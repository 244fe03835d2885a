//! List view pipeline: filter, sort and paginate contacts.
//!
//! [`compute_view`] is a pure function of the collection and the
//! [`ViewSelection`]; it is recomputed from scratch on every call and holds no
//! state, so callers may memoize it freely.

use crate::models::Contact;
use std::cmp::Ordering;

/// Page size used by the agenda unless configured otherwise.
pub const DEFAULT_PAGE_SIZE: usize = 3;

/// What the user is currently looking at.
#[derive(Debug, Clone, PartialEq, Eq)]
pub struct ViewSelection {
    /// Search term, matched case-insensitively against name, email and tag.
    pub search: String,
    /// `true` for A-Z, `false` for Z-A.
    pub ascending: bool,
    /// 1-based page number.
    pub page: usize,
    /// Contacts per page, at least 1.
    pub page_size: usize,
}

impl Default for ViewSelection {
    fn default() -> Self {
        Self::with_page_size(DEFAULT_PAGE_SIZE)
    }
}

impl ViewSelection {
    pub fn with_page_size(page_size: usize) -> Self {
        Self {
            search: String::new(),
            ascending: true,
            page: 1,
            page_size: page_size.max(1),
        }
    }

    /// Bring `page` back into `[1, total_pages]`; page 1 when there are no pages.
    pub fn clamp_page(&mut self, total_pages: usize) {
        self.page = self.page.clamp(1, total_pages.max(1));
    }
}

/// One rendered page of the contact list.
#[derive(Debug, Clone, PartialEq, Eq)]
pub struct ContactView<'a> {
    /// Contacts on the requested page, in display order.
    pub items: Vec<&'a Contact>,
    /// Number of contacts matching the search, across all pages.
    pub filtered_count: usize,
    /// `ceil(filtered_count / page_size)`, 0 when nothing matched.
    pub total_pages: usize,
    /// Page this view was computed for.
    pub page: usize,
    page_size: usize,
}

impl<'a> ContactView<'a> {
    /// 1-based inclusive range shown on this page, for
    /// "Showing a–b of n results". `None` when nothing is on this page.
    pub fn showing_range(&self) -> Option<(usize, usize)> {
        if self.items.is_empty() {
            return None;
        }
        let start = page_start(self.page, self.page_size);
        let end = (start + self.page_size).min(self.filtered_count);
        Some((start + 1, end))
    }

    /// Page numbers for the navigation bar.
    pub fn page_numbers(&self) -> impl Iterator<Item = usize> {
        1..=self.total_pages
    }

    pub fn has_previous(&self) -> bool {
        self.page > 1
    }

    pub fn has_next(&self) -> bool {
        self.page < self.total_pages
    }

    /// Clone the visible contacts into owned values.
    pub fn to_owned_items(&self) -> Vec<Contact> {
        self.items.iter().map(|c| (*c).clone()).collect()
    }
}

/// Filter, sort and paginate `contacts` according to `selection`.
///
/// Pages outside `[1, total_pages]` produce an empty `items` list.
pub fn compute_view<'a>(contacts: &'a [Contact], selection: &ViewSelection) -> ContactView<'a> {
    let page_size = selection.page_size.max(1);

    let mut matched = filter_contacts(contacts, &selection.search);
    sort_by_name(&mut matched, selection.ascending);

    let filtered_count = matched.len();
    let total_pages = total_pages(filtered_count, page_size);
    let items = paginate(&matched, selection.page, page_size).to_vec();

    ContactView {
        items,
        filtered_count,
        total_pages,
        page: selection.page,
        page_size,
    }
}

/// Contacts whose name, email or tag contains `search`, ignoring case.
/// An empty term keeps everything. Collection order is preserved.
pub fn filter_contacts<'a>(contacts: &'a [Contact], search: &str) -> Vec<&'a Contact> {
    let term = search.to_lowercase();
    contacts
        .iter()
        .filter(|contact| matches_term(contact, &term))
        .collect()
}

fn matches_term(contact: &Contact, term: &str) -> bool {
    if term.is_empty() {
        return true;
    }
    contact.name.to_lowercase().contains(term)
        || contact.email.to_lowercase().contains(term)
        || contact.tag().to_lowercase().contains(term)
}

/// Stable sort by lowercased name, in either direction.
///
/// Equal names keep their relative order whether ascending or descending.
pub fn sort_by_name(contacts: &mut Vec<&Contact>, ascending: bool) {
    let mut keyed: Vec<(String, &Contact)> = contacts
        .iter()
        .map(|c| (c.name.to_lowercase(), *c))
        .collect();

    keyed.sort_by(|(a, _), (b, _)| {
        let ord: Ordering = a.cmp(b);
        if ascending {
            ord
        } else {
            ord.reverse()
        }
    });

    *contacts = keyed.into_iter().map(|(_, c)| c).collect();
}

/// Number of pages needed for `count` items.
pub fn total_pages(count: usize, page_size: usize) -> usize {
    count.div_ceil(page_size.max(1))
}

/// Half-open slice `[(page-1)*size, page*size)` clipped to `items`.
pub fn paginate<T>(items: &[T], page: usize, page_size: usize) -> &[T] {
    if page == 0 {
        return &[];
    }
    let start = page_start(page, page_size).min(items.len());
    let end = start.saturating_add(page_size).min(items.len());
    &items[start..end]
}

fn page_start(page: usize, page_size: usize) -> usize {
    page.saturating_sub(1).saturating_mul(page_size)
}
==
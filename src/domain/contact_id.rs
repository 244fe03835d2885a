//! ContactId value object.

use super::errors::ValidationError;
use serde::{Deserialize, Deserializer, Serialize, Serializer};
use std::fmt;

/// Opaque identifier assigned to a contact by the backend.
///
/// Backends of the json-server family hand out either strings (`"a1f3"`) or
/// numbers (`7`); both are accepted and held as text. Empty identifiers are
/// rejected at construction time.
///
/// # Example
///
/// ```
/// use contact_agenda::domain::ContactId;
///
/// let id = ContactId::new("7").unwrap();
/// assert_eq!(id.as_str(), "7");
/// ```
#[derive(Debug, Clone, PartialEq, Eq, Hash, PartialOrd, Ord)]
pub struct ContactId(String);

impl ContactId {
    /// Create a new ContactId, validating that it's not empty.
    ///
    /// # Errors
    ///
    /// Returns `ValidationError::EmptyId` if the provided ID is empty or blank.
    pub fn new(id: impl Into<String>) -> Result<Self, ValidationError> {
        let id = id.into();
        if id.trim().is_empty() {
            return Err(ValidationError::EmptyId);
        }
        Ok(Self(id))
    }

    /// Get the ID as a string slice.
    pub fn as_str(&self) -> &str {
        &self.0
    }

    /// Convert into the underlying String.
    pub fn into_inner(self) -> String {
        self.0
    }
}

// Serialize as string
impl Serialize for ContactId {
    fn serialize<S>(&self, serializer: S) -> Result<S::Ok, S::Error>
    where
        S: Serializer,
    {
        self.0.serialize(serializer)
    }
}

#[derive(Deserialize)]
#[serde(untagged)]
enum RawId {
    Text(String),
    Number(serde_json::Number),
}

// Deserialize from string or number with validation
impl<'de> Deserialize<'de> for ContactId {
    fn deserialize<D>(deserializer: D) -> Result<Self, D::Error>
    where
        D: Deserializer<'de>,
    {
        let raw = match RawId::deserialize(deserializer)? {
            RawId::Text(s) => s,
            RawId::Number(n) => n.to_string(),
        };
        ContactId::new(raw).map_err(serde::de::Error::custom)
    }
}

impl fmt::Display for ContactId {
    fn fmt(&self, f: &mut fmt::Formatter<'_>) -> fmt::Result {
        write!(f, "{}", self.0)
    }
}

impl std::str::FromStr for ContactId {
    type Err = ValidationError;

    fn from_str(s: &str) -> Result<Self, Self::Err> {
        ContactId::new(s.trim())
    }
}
--
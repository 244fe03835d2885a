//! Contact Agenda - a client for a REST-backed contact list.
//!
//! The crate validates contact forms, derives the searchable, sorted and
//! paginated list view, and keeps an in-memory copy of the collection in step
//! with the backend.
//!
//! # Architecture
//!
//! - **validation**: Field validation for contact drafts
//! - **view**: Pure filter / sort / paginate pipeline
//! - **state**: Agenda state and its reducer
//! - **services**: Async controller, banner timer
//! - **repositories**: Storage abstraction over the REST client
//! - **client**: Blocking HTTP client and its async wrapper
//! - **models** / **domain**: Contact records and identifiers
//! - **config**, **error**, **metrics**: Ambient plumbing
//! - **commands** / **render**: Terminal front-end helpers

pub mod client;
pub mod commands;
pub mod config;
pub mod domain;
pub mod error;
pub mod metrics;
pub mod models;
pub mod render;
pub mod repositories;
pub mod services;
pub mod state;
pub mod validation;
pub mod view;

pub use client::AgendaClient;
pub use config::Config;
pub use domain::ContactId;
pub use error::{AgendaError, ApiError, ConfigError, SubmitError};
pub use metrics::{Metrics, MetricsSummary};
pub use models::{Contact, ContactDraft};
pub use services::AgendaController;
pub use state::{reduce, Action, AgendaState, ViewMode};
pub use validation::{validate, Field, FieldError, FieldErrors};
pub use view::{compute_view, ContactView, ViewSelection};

> [PROBLEM DETAILS] Look through the data above and return exactly the lines from the one that contains "collection in step" to the one that contains "records and identifiers", inclusive, with nothing else.

> [ANSWER BOX]
//! paginated list view, and keeps an in-memory copy of the collection in step
//! with the backend.
//!
//! # Architecture
//!
//! - **validation**: Field validation for contact drafts
//! - **view**: Pure filter / sort / paginate pipeline
//! - **state**: Agenda state and its reducer
//! - **services**: Async controller, banner timer
//! - **repositories**: Storage abstraction over the REST client
//! - **client**: Blocking HTTP client and its async wrapper
//! - **models** / **domain**: Contact records and identifiers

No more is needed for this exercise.